Not according to what I see. Only AT 2 cores use which most games easily saturate and go beyond. Red is th eonly place it is faster. These are the numbers left to right in active cores. Underlined are 4-cores+. The 6-core and the 4-core at 4-core turbo are 200MHz faster. At 6-cores active the hex is 200MHz faster still.

4-Core: 3.9, 3.7, 3.7, 3.7
6-Core: 3.9, 3.7, 3.7, 3.7, 3.6, 3.6
8-Core: 3.9, 3.8, 3.7, 3.5, 3.4, 3.4, 3.4, 3.4
 
If you're running at a variable framerate, you can't make the claim that the gameplay is smooth and stutter-free. Anything which does not match your refresh rate stutters.

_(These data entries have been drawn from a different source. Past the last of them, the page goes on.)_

use std::{
    fs,
    io::{self, Write},
    path::{Path, PathBuf},
};

use log::warn;

use model::{ContributionId, ModelDefinition};

const DEFINITION_FILE: &str = "definition.json";
const PENDING_DIR: &str = "pending";

/// Content-addressed local artifact cache.
///
/// Mirrors the coordinator's per-project layout (`definition.json` plus a
/// `pending/` pool keyed by content id) so a trained contribution survives
/// a failed upload and can be resubmitted without retraining.
#[derive(Debug)]
pub struct ContributionCache {
    root: PathBuf,
}

impl ContributionCache {
    pub fn new(root: impl Into<PathBuf>) -> Self {
        Self { root: root.into() }
    }

    fn project_dir(&self, project: &str) -> PathBuf {
        self.root.join(project)
    }

    /// Returns the cached definition, if a valid one is present.
    pub fn definition(&self, project: &str) -> io::Result<Option<ModelDefinition>> {
        let path = self.project_dir(project).join(DEFINITION_FILE);

        let text = match fs::read_to_string(&path) {
            Ok(text) => text,
            Err(e) if e.kind() == io::ErrorKind::NotFound => return Ok(None),
            Err(e) => return Err(e),
        };

        match ModelDefinition::from_json(&text) {
            Ok(def) => Ok(Some(def)),
            Err(e) => {
                // A bad cache entry is refetched, not fatal.
                warn!("discarding corrupt cached definition {}: {e}", path.display());
                Ok(None)
            }
        }
    }

    pub fn store_definition(&self, project: &str, def: &ModelDefinition) -> io::Result<()> {
        let dir = self.project_dir(project);
        fs::create_dir_all(&dir)?;
        write_atomic(&dir.join(DEFINITION_FILE), def.to_json().as_bytes())
    }

    /// Stores one encoded contribution under its content id.
    ///
    /// # Returns
    /// The path of the cached artifact.
    pub fn store(&self, project: &str, id: &ContributionId, bytes: &[u8]) -> io::Result<PathBuf> {
        let dir = self.project_dir(project).join(PENDING_DIR);
        fs::create_dir_all(&dir)?;

        let path = dir.join(format!("{id}.params"));
        write_atomic(&path, bytes)?;
        Ok(path)
    }

    pub fn load(&self, project: &str, id: &ContributionId) -> io::Result<Vec<u8>> {
        let path = self
            .project_dir(project)
            .join(PENDING_DIR)
            .join(format!("{id}.params"));

        fs::read(path)
    }

    pub fn contains(&self, project: &str, id: &ContributionId) -> bool {
        self.project_dir(project)
            .join(PENDING_DIR)
            .join(format!("{id}.params"))
            .is_file()
    }
}

fn write_atomic(path: &Path, bytes: &[u8]) -> io::Result<()> {
    let tmp = path.with_extension("tmp");

    {
        let mut file = fs::File::create(&tmp)?;
        file.write_all(bytes)?;
        file.sync_all()?;
    }

    fs::rename(&tmp, path)
}

#[cfg(test)]
mod tests {
    use super::*;
    use model::{ActFnSpec, LayerSpec};

    fn demo_def() -> ModelDefinition {
        ModelDefinition {
            name: "demo".into(),
            input_shape: vec![4],
            layers: vec![LayerSpec::Dense {
                units: 2,
                act_fn: ActFnSpec::Sigmoid,
            }],
        }
    }

    #[test]
    fn artifacts_are_stored_under_their_content_id() {
        let dir = tempfile::tempdir().unwrap();
        let cache = ContributionCache::new(dir.path());

        let bytes = b"encoded parameter set".to_vec();
        let id = ContributionId::digest(&bytes);

        assert!(!cache.contains("demo", &id));

        let path = cache.store("demo", &id, &bytes).unwrap();
        assert!(path.ends_with(format!("{id}.params")));
        assert!(cache.contains("demo", &id));
        assert_eq!(cache.load("demo", &id).unwrap(), bytes);
    }

    #[test]
    fn definition_roundtrips_and_corruption_is_tolerated() {
        let dir = tempfile::tempdir().unwrap();
        let cache = ContributionCache::new(dir.path());

        assert!(cache.definition("demo").unwrap().is_none());

        cache.store_definition("demo", &demo_def()).unwrap();
        assert_eq!(cache.definition("demo").unwrap(), Some(demo_def()));

        fs::write(dir.path().join("demo/definition.json"), b"{broken").unwrap();
        assert!(cache.definition("demo").unwrap().is_none());
    }
}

Look, I was comparing BF4 with and without the BF3 crossfire profile. The "default" crossfire behavior was a stuttery mess, with wild fluctuations in performance. By comparison, what I experienced after forcing it to use the BF3 config was far more smooth and stutter free. Was it mathematically perfect? No. Would the phrase "stutter-free" be more apt with vsync on? Yes. Personally, a game that fluctuates between 60-100fps on a 60hz monitor looks pretty smooth to me, sometimes you might see tearing but its usually minimal and not what I would describe as jarring or stuttery.

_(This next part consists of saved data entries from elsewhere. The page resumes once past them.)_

use std::{fmt, str::FromStr};

use sha1::{Digest, Sha1};

use crate::error::ModelErr;

const DIGEST_LEN: usize = 20;

/// Content-derived identifier of a parameter set's serialized bytes.
///
/// Identical bytes always yield the identical id, which is used as the sole
/// storage key for a pending contribution. SHA-1 keeps ids compatible with
/// the artifacts already produced by deployed clients.
#[derive(Debug, Clone, Copy, PartialEq, Eq, Hash)]
pub struct ContributionId([u8; DIGEST_LEN]);

impl ContributionId {
    /// Computes the identifier of `bytes`.
    pub fn digest(bytes: &[u8]) -> Self {
        let mut hasher = Sha1::new();
        hasher.update(bytes);
        Self(hasher.finalize().into())
    }

    pub fn as_bytes(&self) -> &[u8; DIGEST_LEN] {
        &self.0
    }
}

impl fmt::Display for ContributionId {
    fn fmt(&self, f: &mut fmt::Formatter<'_>) -> fmt::Result {
        f.write_str(&hex::encode(self.0))
    }
}

impl FromStr for ContributionId {
    type Err = ModelErr;

    fn from_str(s: &str) -> Result<Self, Self::Err> {
        let bytes = hex::decode(s).map_err(|_| ModelErr::Malformed("id is not hex"))?;
        let digest: [u8; DIGEST_LEN] = bytes
            .try_into()
            .map_err(|_| ModelErr::Malformed("id has wrong length"))?;

        Ok(Self(digest))
    }
}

Now I'm going to try to steer this thread away from semantics and back towards actual information.

I tried out some more games today and got very solid results. It seems like any game that has an existing crossfire profile can expect to get full use out of both cards, but if there's no profile you might be hosed (the sole exception being the BF3/4 trickery so far). Whether these drivers are updated with crossfire configs for new games as they come along is anyone's guess, but at least with existing games the selection is pretty comprehensive. If anyone wants me to check for a profile for a specific game, let me know.

(edit: the short list - all blizzard games, skyrim, bf3/4. Nothing for any call of duty except MW3 though, strangely, but they're all the same engine so that profile might work for newer entries in the series)
 
Not according to what I see. Only AT 2 cores use which most games easily saturate and go beyond. Red is th eonly place it is faster. These are the numbers left to right in active cores. Underlined are 4-cores+. The 6-core and the 4-core at 4-core turbo are 200MHz faster. At 6-cores active the hex is 200MHz faster still.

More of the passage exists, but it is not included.